Hoff ihr könnt mir helfen


----------



## ABQuestion (25. Oktober 2013)

*AW: Hohe Fps Einbrüche in League of Legends*

Installier doch mal die ccc 13.11 Treiber, vielleicht hilft das.


----------



## Research (25. Oktober 2013)

*AW: Hohe Fps Einbrüche in League of Legends*

Was war vorher drin?


----------



## iBl4de (25. Oktober 2013)

*AW: Hohe Fps Einbrüche in League of Legends*

Vorher war eine Gigabyte Gtx 460 drin. Ich habe aber alle Festplatten formatiert und win7 neu installiert. Somit sind keine alten Nvidia Treiber mehr vorhanden falls du darauf abziehlst


----------



## Betschi (25. Oktober 2013)

*AW: Hohe Fps Einbrüche in League of Legends*

Das hat mit dem neue Patch und einer AMD Graka zu tun. Schau mal auf reddit.com Chronic FPS issues on good rig... : leagueoflegends
http://www.reddit.com/r/leagueoflegends/comments/1lwzkc/311_fps_drop_fix_and_explained/
http://www.reddit.com/r/leagueoflegends/comments/1p7c23/chronic_fps_issues_on_good_rig/


----------



## iBl4de (26. Oktober 2013)

*AW: Hohe Fps Einbrüche in League of Legends*

Hab es mal nach der Methode probiert..... hat auch nicht gen gewünschten Effekt bewirkt. Aber trotzdem schon mal danke für die bemühungen


----------



## Research (26. Oktober 2013)

*AW: Hohe Fps Einbrüche in League of Legends*

Taktet die GPU zufällig runter (GPU-Z).


----------



## Jesse21 (26. Oktober 2013)

Vielleicht irgendeine max FPÖ Grenze bei league of legends drin?


----------



## iBl4de (26. Oktober 2013)

*AW: Hohe Fps Einbrüche in League of Legends*

Also bei GPU-Z stehen die normalen, auch von Hersteller angegbenen Werte. Sobald ich auf den Desktop gehe taktet sie, wie es auch sein sollte, auf 300 mhz runter. Und die Framerate habe ich auf uncapped drin. Zum verglich : mit der Gigabyte gtx 460 hatte ich etwa 220 Fps.


----------



## Research (26. Oktober 2013)

*AW: Hohe Fps Einbrüche in League of Legends*

Der Graph bricht nicht mitten im Spiel ab?


----------



## iBl4de (26. Oktober 2013)

*AW: Hohe Fps Einbrüche in League of Legends*

Nein der Graph bleibt konstant. Ich wollte damit nur sagen, dass die Grafikkarte normal reagiert wenn man auf den Desktop geht. Ich habe mittlerweile die 13.11 Treiber mal installiert, aber es hat auch keine Besserung gebracht.


----------



## iBl4de (26. Oktober 2013)

*AW: Hohe Fps Einbrüche in League of Legends*

Nein. Er läuft konstant auf 850 mhz Gpu Takt und 1250 mhz Speichertakt


----------



## Research (26. Oktober 2013)

*AW: Hohe Fps Einbrüche in League of Legends*

Würde ganz frech sagen das dort die iGP anspringt...


----------



## iBl4de (26. Oktober 2013)

*AW: Hohe Fps Einbrüche in League of Legends*

was ist die iGP ?


----------



## iBl4de (26. Oktober 2013)

*AW: Hohe Fps Einbrüche in League of Legends*

Achso meinst du die Integrierte Intelgrafik ?


----------



## Research (26. Oktober 2013)

*AW: Hohe Fps Einbrüche in League of Legends*

Yup. Bitte nutz den Edit-Button im Feld rechts unten.

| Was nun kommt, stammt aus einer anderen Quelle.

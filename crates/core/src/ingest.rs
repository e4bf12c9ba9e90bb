use crate::chunking::build_chunks;
use crate::embeddings::{check_dimensions, Embedder};
use crate::error::{EmbeddingError, IngestError};
use crate::export::safe_file_name;
use crate::extractor::PdfExtractor;
use crate::models::{
    ChunkingOptions, Document, EmbeddingOptions, EmbeddingRecord, HeadingEntry, NewDocument,
    PageText,
};
use crate::normalize::normalize_text;
use crate::toc::resolve_ranges;
use crate::traits::ManualStore;
use reqwest::header::USER_AGENT;
use reqwest::Client;
use serde::Serialize;
use std::path::{Path, PathBuf};
use std::sync::Arc;
use std::time::Instant;
use tracing::{info, info_span, warn, Instrument};
use url::Url;
use walkdir::WalkDir;

const PREVIEW_CHARS: usize = 300;
const SAMPLE_SIZE: usize = 3;
const DOWNLOAD_USER_AGENT: &str = concat!("manual-search/", env!("CARGO_PKG_VERSION"));

pub const NOTE_NO_OUTLINE: &str = "No TOC found in PDF.";
pub const NOTE_NO_STORED_TOC: &str = "No stored TOC found. Run store-toc first.";
pub const NOTE_NO_SECTION_TEXT: &str = "No text found for TOC ranges. Ensure parse-pages ran.";

pub fn discover_pdf_files(folder: &Path) -> Vec<PathBuf> {
    let mut files = Vec::new();

    for entry in WalkDir::new(folder)
        .into_iter()
        .filter_map(|item| item.ok())
    {
        if !entry.file_type().is_file() {
            continue;
        }

        let is_pdf = entry
            .path()
            .extension()
            .and_then(|ext| ext.to_str())
            .is_some_and(|ext| ext.eq_ignore_ascii_case("pdf"));

        if is_pdf {
            files.push(entry.path().to_path_buf());
        }
    }

    files.sort_unstable();
    files
}

/// First `PREVIEW_CHARS` characters, with an ellipsis when cut.
fn preview(text: &str) -> String {
    let mut chars = text.chars();
    let head = chars.by_ref().take(PREVIEW_CHARS).collect::<String>();
    if chars.next().is_some() {
        format!("{head}…")
    } else {
        head
    }
}

#[derive(Debug, Clone, Serialize)]
pub struct SkippedPdf {
    pub path: PathBuf,
    pub reason: String,
}

#[derive(Debug, Clone, Serialize)]
pub struct PagePreview {
    pub page_number: u32,
    pub preview: String,
}

#[derive(Debug, Clone, Serialize)]
pub struct ParsePagesReport {
    pub document_id: i64,
    pub title: String,
    pub pages_total: usize,
    pub pages_empty: usize,
    pub previews: Vec<PagePreview>,
}

#[derive(Debug, Clone, Serialize)]
pub struct StoreTocReport {
    pub document_id: i64,
    pub stored: usize,
    #[serde(skip_serializing_if = "Option::is_none")]
    pub note: Option<String>,
}

#[derive(Debug, Clone, Serialize)]
pub struct ChunkSample {
    pub section_path: String,
    pub level: u32,
    pub range: String,
    pub chunk_index: u32,
    pub preview: String,
}

#[derive(Debug, Clone, Serialize)]
pub struct ChunkReport {
    pub document_id: i64,
    pub title: String,
    pub sections_seen: usize,
    pub chunks_created: usize,
    pub sample: Vec<ChunkSample>,
    #[serde(skip_serializing_if = "Option::is_none")]
    pub note: Option<String>,
}

#[derive(Debug, Clone, Serialize)]
pub struct EmbedReport {
    pub document_id: i64,
    pub provider: String,
    pub dim: usize,
    pub total_chunks: usize,
    pub embedded: usize,
    pub skipped: usize,
    pub batches: usize,
    pub elapsed_ms: u64,
}

#[derive(Debug, Clone, Serialize)]
pub struct EmbedChunkReport {
    pub chunk_id: i64,
    pub provider: String,
    pub dim: usize,
    pub elapsed_ms: u64,
}

#[derive(Debug, Clone, Serialize)]
pub struct DocumentIngestReport {
    pub document: Document,
    pub pages: ParsePagesReport,
    pub toc: StoreTocReport,
    pub chunks: ChunkReport,
    #[serde(skip_serializing_if = "Option::is_none")]
    pub embeddings: Option<EmbedReport>,
}

#[derive(Debug, Clone, Serialize)]
pub struct DownloadReport {
    pub document: Document,
    pub bytes: usize,
}

#[derive(Debug, Clone, Serialize)]
pub struct FolderIngestReport {
    pub documents: Vec<DocumentIngestReport>,
    pub skipped_files: Vec<SkippedPdf>,
}

/// Drives documents from a PDF on disk to embedded, searchable chunks.
/// Every stage reads its inputs back from the store, so stages can be re-run
/// independently.
pub struct IngestPipeline<S: ManualStore + ?Sized> {
    store: Arc<S>,
    extractor: Arc<dyn PdfExtractor>,
    embedder: Arc<dyn Embedder>,
    http: Client,
    chunking: ChunkingOptions,
    embedding: EmbeddingOptions,
}
use crate::error::SearchError;
use crate::models::{NeighborRow, QueryFilters, SearchCandidate};
use crate::traits::VectorIndex;
use std::sync::Arc;
use tracing::debug;

/// Pulls scored candidates from a [`VectorIndex`]. The output is not
/// de-duplicated; feed it through [`crate::ranking::rank`] before paging.
pub struct QueryExecutor<V: VectorIndex + ?Sized> {
    index: Arc<V>,
    boost_coefficient: f64,
    candidate_window: Option<usize>,
}

impl<V: VectorIndex + ?Sized> QueryExecutor<V> {
    pub fn new(index: Arc<V>, boost_coefficient: f64, candidate_window: Option<usize>) -> Self {
        Self {
            index,
            boost_coefficient,
            candidate_window,
        }
    }

    pub async fn retrieve(
        &self,
        query_vector: &[f32],
        filters: &QueryFilters,
        lexical_term: &str,
    ) -> Result<Vec<SearchCandidate>, SearchError> {
        let rows = self
            .index
            .nearest_chunks(query_vector, filters, self.candidate_window)
            .await?;

        let needle = lexical_term.to_lowercase();
        let candidates = rows
            .into_iter()
            .map(|row| score_row(row, &needle, self.boost_coefficient))
            .collect::<Vec<_>>();

        debug!(
            candidates = candidates.len(),
            lexical_hits = candidates.iter().filter(|c| c.lexical_hit == 1).count(),
            "retrieved candidates"
        );
        Ok(candidates)
    }
}

fn score_row(row: NeighborRow, needle: &str, boost_coefficient: f64) -> SearchCandidate {
    let lexical_hit = u8::from(!needle.is_empty() && row.content.to_lowercase().contains(needle));
    let combined_score = row.distance - boost_coefficient * f64::from(lexical_hit);

    SearchCandidate {
        chunk_id: row.chunk_id,
        document_id: row.document_id,
        document_title: row.document_title,
        source_url: row.source_url,
        section_path: row.section_path,
        chunk_index: row.chunk_index,
        start_page: row.start_page,
        end_page: row.end_page,
        content: row.content,
        distance: row.distance,
        lexical_hit,
        combined_score,
    }
}
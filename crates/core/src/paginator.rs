use crate::error::SearchError;
use crate::models::{SearchHit, SearchRequest, SearchResponse};
use crate::orchestrator::SearchService;
use crate::traits::VectorIndex;
use async_trait::async_trait;
use reqwest::Client;
use std::collections::HashSet;
use std::time::Duration;
use tracing::{debug, warn};
use url::Url;

/// Anything that answers one page of a search.
#[async_trait]
pub trait SearchEndpoint: Send + Sync {
    async fn search(&self, request: &SearchRequest) -> Result<SearchResponse, SearchError>;
}

#[async_trait]
impl<V: VectorIndex + ?Sized> SearchEndpoint for SearchService<V> {
    async fn search(&self, request: &SearchRequest) -> Result<SearchResponse, SearchError> {
        SearchService::search(self, request).await
    }
}

/// Remote search server reached with `POST <base>/search`.
pub struct HttpSearchClient {
    client: Client,
    endpoint: Url,
}

impl HttpSearchClient {
    pub fn new(base_url: &str, timeout: Duration) -> Result<Self, SearchError> {
        let mut base = Url::parse(base_url)?;
        if !base.path().ends_with('/') {
            let path = format!("{}/", base.path());
            base.set_path(&path);
        }
        let endpoint = base.join("search")?;
        let client = Client::builder().timeout(timeout).build()?;
        Ok(Self { client, endpoint })
    }

    pub fn endpoint(&self) -> &Url {
        &self.endpoint
    }
}

#[async_trait]
impl SearchEndpoint for HttpSearchClient {
    async fn search(&self, request: &SearchRequest) -> Result<SearchResponse, SearchError> {
        let response = self
            .client
            .post(self.endpoint.clone())
            .json(request)
            .send()
            .await?;

        let status = response.status();
        if !status.is_success() {
            let body = response.text().await.unwrap_or_default();
            return Err(SearchError::BackendResponse {
                backend: self.endpoint.to_string(),
                details: format!("{status}: {}", body.chars().take(500).collect::<String>()),
            });
        }

        let body = response.text().await?;
        Ok(serde_json::from_str(&body)?)
    }
}

#[derive(Debug, Clone, Default)]
pub struct CollectedResults {
    pub hits: Vec<SearchHit>,
    pub pages_fetched: usize,
    /// Set when the page ceiling stopped collection before the server
    /// signalled the end.
    pub truncated: bool,
}

/// Follows `next_offset` from offset 0 until the endpoint stops returning a
/// cursor, dropping hits whose `(document_id, chunk_index)` was already seen.
#[derive(Debug, Clone, Copy)]
pub struct ResultPaginator {
    page_size: usize,
    max_pages: usize,
}

impl ResultPaginator {
    pub const DEFAULT_MAX_PAGES: usize = 100;

    pub fn new(page_size: usize) -> Self {
        Self {
            page_size: page_size.max(1),
            max_pages: Self::DEFAULT_MAX_PAGES,
        }
    }

    pub fn with_max_pages(mut self, max_pages: usize) -> Self {
        self.max_pages = max_pages.max(1);
        self
    }

    pub async fn collect_all<E: SearchEndpoint + ?Sized>(
        &self,
        endpoint: &E,
        query: &SearchRequest,
    ) -> Result<CollectedResults, SearchError> {
        let mut request = query.clone();
        request.top_k = self.page_size;
        request.offset = 0;

        let mut seen = HashSet::new();
        let mut collected = CollectedResults::default();

        loop {
            let response = endpoint.search(&request).await?;
            collected.pages_fetched += 1;

            let received = response.results.len();
            for hit in response.results {
                if seen.insert((hit.document_id, hit.chunk_index)) {
                    collected.hits.push(hit);
                }
            }
            debug!(
                offset = request.offset,
                received,
                unique = collected.hits.len(),
                "collected page"
            );

            let Some(next_offset) = response.next_offset else {
                break;
            };
            if next_offset <= request.offset {
                warn!(
                    offset = request.offset,
                    next_offset, "endpoint returned a non-advancing cursor; stopping"
                );
                break;
            }
            if collected.pages_fetched >= self.max_pages {
                warn!(
                    max_pages = self.max_pages,
                    "page ceiling reached before the last page"
                );
                collected.truncated = true;
                break;
            }
            request.offset = next_offset;
        }

        Ok(collected)
    }
}
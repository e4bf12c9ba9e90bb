pub mod chunking;
pub mod embeddings;
pub mod error;
pub mod export;
pub mod extractor;
pub mod ingest;
pub mod models;
pub mod normalize;
pub mod orchestrator;
pub mod paginator;
pub mod ranking;
pub mod search;
pub mod stores;
pub mod toc;
pub mod traits;

pub use chunking::{build_chunks, split_by_paragraphs};
pub use embeddings::{
    check_dimensions, Embedder, HashEmbedder, OpenAiConfig, OpenAiEmbedder,
    DEFAULT_EMBEDDING_DIMENSIONS,
};
pub use error::{EmbeddingError, IngestError, SearchError, StoreError};
pub use export::{
    export_chunks, export_hits, ExportReport, ExportedChunk, HitExportReport, DEFAULT_HIT_FIELDS,
};
pub use extractor::{LopdfExtractor, PdfExtractor, RawPage};
pub use ingest::{
    discover_pdf_files, ChunkReport, DocumentIngestReport, DownloadReport, EmbedChunkReport,
    EmbedReport, FolderIngestReport, IngestPipeline, ParsePagesReport, SkippedPdf, StoreTocReport,
};
pub use models::{
    Chunk, ChunkingOptions, Document, EmbeddingOptions, EmbeddingRecord, HeadingEntry,
    NeighborRow, NewDocument, PageText, QueryFilters, SearchCandidate, SearchHit, SearchOptions,
    SearchRequest, SearchResponse, SectionRange, StoredChunk, EMBEDDING_DIMENSIONS,
};
pub use normalize::{clean_preview, normalize_text};
pub use orchestrator::SearchService;
pub use paginator::{CollectedResults, HttpSearchClient, ResultPaginator, SearchEndpoint};
pub use ranking::{rank, Highlighter, RankedPage};
pub use search::QueryExecutor;
pub use stores::{MemoryStore, PgVectorStore};
pub use toc::{resolve_ranges, TocLayout};
pub use traits::{ChunkStore, DocumentStore, ManualStore, StoreStats, VectorIndex};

Es klingt fast so als ob die iGPU irgendwann übernimmt.
Update mal auch deren Treiber.


----------



## iBl4de (27. Oktober 2013)

*AW: Hohe Fps Einbrüche in League of Legends*

Enschschuldige. Aber ich glaube nicht dass die Intel Grafik 45 Fps erreichen kann. Aber egal ich werde es trotzdem mal probieren


----------



## ЯoCaT (27. Oktober 2013)

And den windows einstellung rumgespielt?


----------



## Bert2007 (1. November 2013)

Mein bruder hat die selbe hardware wie du nur eben eine xfx 7870 und 8gb ram und er hat keine fps einbrueche...ohne vsync kommt er auf etwa 200+ fps..ich sehe du hast nur 4gb ram...ist der beim zocken evtl voll?


----------



## iBl4de (2. November 2013)

*AW: Hohe Fps Einbrüche in League of Legends*

Nein er erreicht etwa 3Gb in League of Legends. Ich hab mir jetzt Bf4 zugelegt und dass kann ich ohne Probleme in Ultra spielen.


----------



## IqpI (2. November 2013)

Interessant, ich erreiche mit einer 6870 konstante 60 Fps, und die sollte ja eigentlich viel schneller sein als deine alte 460 und langsamer als deine 7950


----------



## iBl4de (3. November 2013)

*AW: Hohe Fps Einbrüche in League of Legends*

Du würdest mehr erreichen, wenn du V-Sync ausmachen würdest . Bringt dir zwar nicht viel, da du warscheinlich keinen Monitior hast, der mehr als 60Hz darstellen kann. Aber es sieht einfach besser aus und du kommst in Teamfights besser klar


----------



## sessecun (10. November 2013)

*AW: Hohe Fps Einbrüche in League of Legends*

Ich habe das manchmal mit meiner nVidia GTX 260, das ich von immer konstant 60 (VSync) auf manchmal 45 runter gehe. Vielleicht ist da ein zusammenhang


----------



## Atomtoaster (10. November 2013)

*AW: Hohe Fps Einbrüche in League of Legends*

Ich habe auch Einbrüche teilweise bis 35 FPS runter, woran das liegt, kA, stört aber auch nicht, da sie sehr selten sind.


----------



## SpotlightXFX (10. November 2013)

8800GTS
Max.@1080p Fernseher bei 60-55FPS


----------